* [Exercise aim]:
Copy the records exactly. Every line must match.

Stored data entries

══════════

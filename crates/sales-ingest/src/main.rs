use std::path::{Path, PathBuf};

use anyhow::{Context, Result};
use clap::{Args, Parser, Subcommand};
use comfy_table::Table;
use sales_ingest_core::{
    cleaning::{clean_frame, CleaningReport},
    config::{self, ResolvedConfig},
    db,
    extract::read_sales_file,
    indexes,
    job::{RunContext, SalesIngestionJob},
    pipeline::{self, PipelineOptions},
    transform,
};
use serde::Serialize;
use tracing::info;
use tracing_subscriber::EnvFilter;

#[derive(Parser, Debug)]
#[command(author, version, about = "Daily sales ingestion pipeline", long_about = None)]
struct Cli {
    /// Path to the pipeline configuration file
    #[arg(long, global = true, default_value = "sales-ingest.toml")]
    config: PathBuf,

    #[command(subcommand)]
    command: Command,
}

#[derive(Subcommand, Debug)]
enum Command {
    /// Run ingest, index creation and transformation in order
    Run(RunArgs),
    /// Load the sales file into the destination table
    Ingest,
    /// Create the destination table's secondary indexes
    CreateIndexes,
    /// Invoke the downstream transformation tool
    Transform,
    /// Extract and clean a sales file without touching the database
    Inspect(InspectArgs),
}

#[derive(Args, Debug, Default)]
struct RunArgs {
    /// Stop after the index step
    #[arg(long)]
    skip_transform: bool,
}

#[derive(Args, Debug)]
struct InspectArgs {
    /// Sales file to inspect (defaults to the configured data file)
    file: Option<PathBuf>,
}

#[tokio::main(flavor = "current_thread")]
async fn main() -> Result<()> {
    tracing_subscriber::fmt()
        .with_env_filter(EnvFilter::from_default_env())
        .json()
        .init();

    dotenvy::dotenv().ok();
    let cli = Cli::parse();

    match cli.command {
        Command::Run(args) => handle_run(&cli.config, args).await,
        Command::Ingest => handle_ingest(&cli.config).await,
        Command::CreateIndexes => handle_create_indexes(&cli.config).await,
        Command::Transform => handle_transform(&cli.config).await,
        Command::Inspect(args) => handle_inspect(&cli.config, args),
    }
}

fn resolve_config(path: &Path) -> Result<ResolvedConfig> {
    let config = config::load_config(path)?;
    config
        .resolve()
        .with_context(|| format!("failed to resolve configuration from {}", path.display()))
}

async fn handle_run(config_path: &Path, args: RunArgs) -> Result<()> {
    let config = resolve_config(config_path)?;
    let ctx = RunContext::new();
    let options = PipelineOptions {
        skip_transform: args.skip_transform,
    };

    let report = pipeline::run_pipeline(&config, options, &ctx)
        .await
        .context("sales pipeline run failed")?;
    print_json(&report)
}

async fn handle_ingest(config_path: &Path) -> Result<()> {
    let config = resolve_config(config_path)?;
    let job = SalesIngestionJob::new(config.job);
    let report = job
        .execute(&RunContext::new())
        .await
        .context("ingest_sales_data failed")?;
    print_json(&report)
}

async fn handle_create_indexes(config_path: &Path) -> Result<()> {
    let config = resolve_config(config_path)?;
    let pool = db::connect(&config.job.connection).await?;
    let count = indexes::create_indexes(&pool, &config.job.destination)
        .await
        .context("create_index failed")?;
    pool.close().await;
    info!(count, "Indexes ensured");
    Ok(())
}

async fn handle_transform(config_path: &Path) -> Result<()> {
    let config = resolve_config(config_path)?;
    transform::run_transform(&config.transform)
        .await
        .context("build_transform failed")
}

fn handle_inspect(config_path: &Path, args: InspectArgs) -> Result<()> {
    let path = match args.file {
        Some(path) => path,
        None => resolve_config(config_path)?.job.data_file_path,
    };

    let extracted = read_sales_file(&path)
        .with_context(|| format!("failed to read {}", path.display()))?;
    let batch = clean_frame(&extracted.frame)
        .with_context(|| format!("{} did not pass cleaning", path.display()))?;

    println!("{}", summary_table(&path, &extracted.content_hash, &batch.report));
    Ok(())
}

fn summary_table(path: &Path, hash: &str, report: &CleaningReport) -> Table {
    let mut table = Table::new();
    table.set_header(vec!["Metric", "Value"]);
    table.add_row(vec!["File".to_string(), path.display().to_string()]);
    table.add_row(vec!["BLAKE3".to_string(), hash.to_string()]);
    table.add_row(vec!["Rows read".to_string(), report.rows_read.to_string()]);
    table.add_row(vec!["Rows kept".to_string(), report.rows_kept.to_string()]);
    table.add_row(vec![
        "Duplicates dropped".to_string(),
        report.duplicates_dropped.to_string(),
    ]);
    table.add_row(vec![
        "Numbers defaulted to 0".to_string(),
        report.numbers_defaulted.to_string(),
    ]);
    table.add_row(vec![
        "Negative values flipped".to_string(),
        report.signs_flipped.to_string(),
    ]);
    table.add_row(vec![
        "Missing dates".to_string(),
        report.dates_missing.to_string(),
    ]);
    table.add_row(vec![
        "Locations set to N/A".to_string(),
        report.locations_defaulted.to_string(),
    ]);
    table
}

fn print_json<T: Serialize>(value: &T) -> Result<()> {
    println!("{}", serde_json::to_string_pretty(value)?);
    Ok(())
}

══════════

* [Output for this task]:
filename crates/sales-ingest/src/main.rs
use std::path::{Path, PathBuf};

use anyhow::{Context, Result};
use clap::{Args, Parser, Subcommand};
use comfy_table::Table;
use sales_ingest_core::{
    cleaning::{clean_frame, CleaningReport},
    config::{self, ResolvedConfig},
    db,
    extract::read_sales_file,
    indexes,
    job::{RunContext, SalesIngestionJob},
    pipeline::{self, PipelineOptions},
    transform,
};
use serde::Serialize;
use tracing::info;
use tracing_subscriber::EnvFilter;

#[derive(Parser, Debug)]
#[command(author, version, about = "Daily sales ingestion pipeline", long_about = None)]
struct Cli {
    /// Path to the pipeline configuration file
    #[arg(long, global = true, default_value = "sales-ingest.toml")]
    config: PathBuf,

    #[command(subcommand)]
    command: Command,
}

#[derive(Subcommand, Debug)]
enum Command {
    /// Run ingest, index creation and transformation in order
    Run(RunArgs),
    /// Load the sales file into the destination table
    Ingest,
    /// Create the destination table's secondary indexes
    CreateIndexes,
    /// Invoke the downstream transformation tool
    Transform,
    /// Extract and clean a sales file without touching the database
    Inspect(InspectArgs),
}

#[derive(Args, Debug, Default)]
struct RunArgs {
    /// Stop after the index step
    #[arg(long)]
    skip_transform: bool,
}

#[derive(Args, Debug)]
struct InspectArgs {
    /// Sales file to inspect (defaults to the configured data file)
    file: Option<PathBuf>,
}

#[tokio::main(flavor = "current_thread")]
async fn main() -> Result<()> {
    tracing_subscriber::fmt()
        .with_env_filter(EnvFilter::from_default_env())
        .json()
        .init();

    dotenvy::dotenv().ok();
    let cli = Cli::parse();

    match cli.command {
        Command::Run(args) => handle_run(&cli.config, args).await,
        Command::Ingest => handle_ingest(&cli.config).await,
        Command::CreateIndexes => handle_create_indexes(&cli.config).await,
        Command::Transform => handle_transform(&cli.config).await,
        Command::Inspect(args) => handle_inspect(&cli.config, args),
    }
}

fn resolve_config(path: &Path) -> Result<ResolvedConfig> {
    let config = config::load_config(path)?;
    config
        .resolve()
        .with_context(|| format!("failed to resolve configuration from {}", path.display()))
}

async fn handle_run(config_path: &Path, args: RunArgs) -> Result<()> {
    let config = resolve_config(config_path)?;
    let ctx = RunContext::new();
    let options = PipelineOptions {
        skip_transform: args.skip_transform,
    };

    let report = pipeline::run_pipeline(&config, options, &ctx)
        .await
        .context("sales pipeline run failed")?;
    print_json(&report)
}

async fn handle_ingest(config_path: &Path) -> Result<()> {
    let config = resolve_config(config_path)?;
    let job = SalesIngestionJob::new(config.job);
    let report = job
        .execute(&RunContext::new())
        .await
        .context("ingest_sales_data failed")?;
    print_json(&report)
}

async fn handle_create_indexes(config_path: &Path) -> Result<()> {
    let config = resolve_config(config_path)?;
    let pool = db::connect(&config.job.connection).await?;
    let count = indexes::create_indexes(&pool, &config.job.destination)
        .await
        .context("create_index failed")?;
    pool.close().await;
    info!(count, "Indexes ensured");
    Ok(())
}

async fn handle_transform(config_path: &Path) -> Result<()> {
    let config = resolve_config(config_path)?;
    transform::run_transform(&config.transform)
        .await
        .context("build_transform failed")
}

fn handle_inspect(config_path: &Path, args: InspectArgs) -> Result<()> {
    let path = match args.file {
        Some(path) => path,
        None => resolve_config(config_path)?.job.data_file_path,
    };

    let extracted = read_sales_file(&path)
        .with_context(|| format!("failed to read {}", path.display()))?;
    let batch = clean_frame(&extracted.frame)
        .with_context(|| format!("{} did not pass cleaning", path.display()))?;

    println!("{}", summary_table(&path, &extracted.content_hash, &batch.report));
    Ok(())
}

fn summary_table(path: &Path, hash: &str, report: &CleaningReport) -> Table {
    let mut table = Table::new();
    table.set_header(vec!["Metric", "Value"]);
    table.add_row(vec!["File".to_string(), path.display().to_string()]);
    table.add_row(vec!["BLAKE3".to_string(), hash.to_string()]);
    table.add_row(vec!["Rows read".to_string(), report.rows_read.to_string()]);
    table.add_row(vec!["Rows kept".to_string(), report.rows_kept.to_string()]);
    table.add_row(vec![
        "Duplicates dropped".to_string(),
        report.duplicates_dropped.to_string(),
    ]);
    table.add_row(vec![
        "Numbers defaulted to 0".to_string(),
        report.numbers_defaulted.to_string(),
    ]);
    table.add_row(vec![
        "Negative values flipped".to_string(),
        report.signs_flipped.to_string(),
    ]);
    table.add_row(vec![
        "Missing dates".to_string(),
        report.dates_missing.to_string(),
    ]);
    table.add_row(vec![
        "Locations set to N/A".to_string(),
        report.locations_defaulted.to_string(),
    ]);
    table
}

fn print_json<T: Serialize>(value: &T) -> Result<()> {
    println!("{}", serde_json::to_string_pretty(value)?);
    Ok(())
}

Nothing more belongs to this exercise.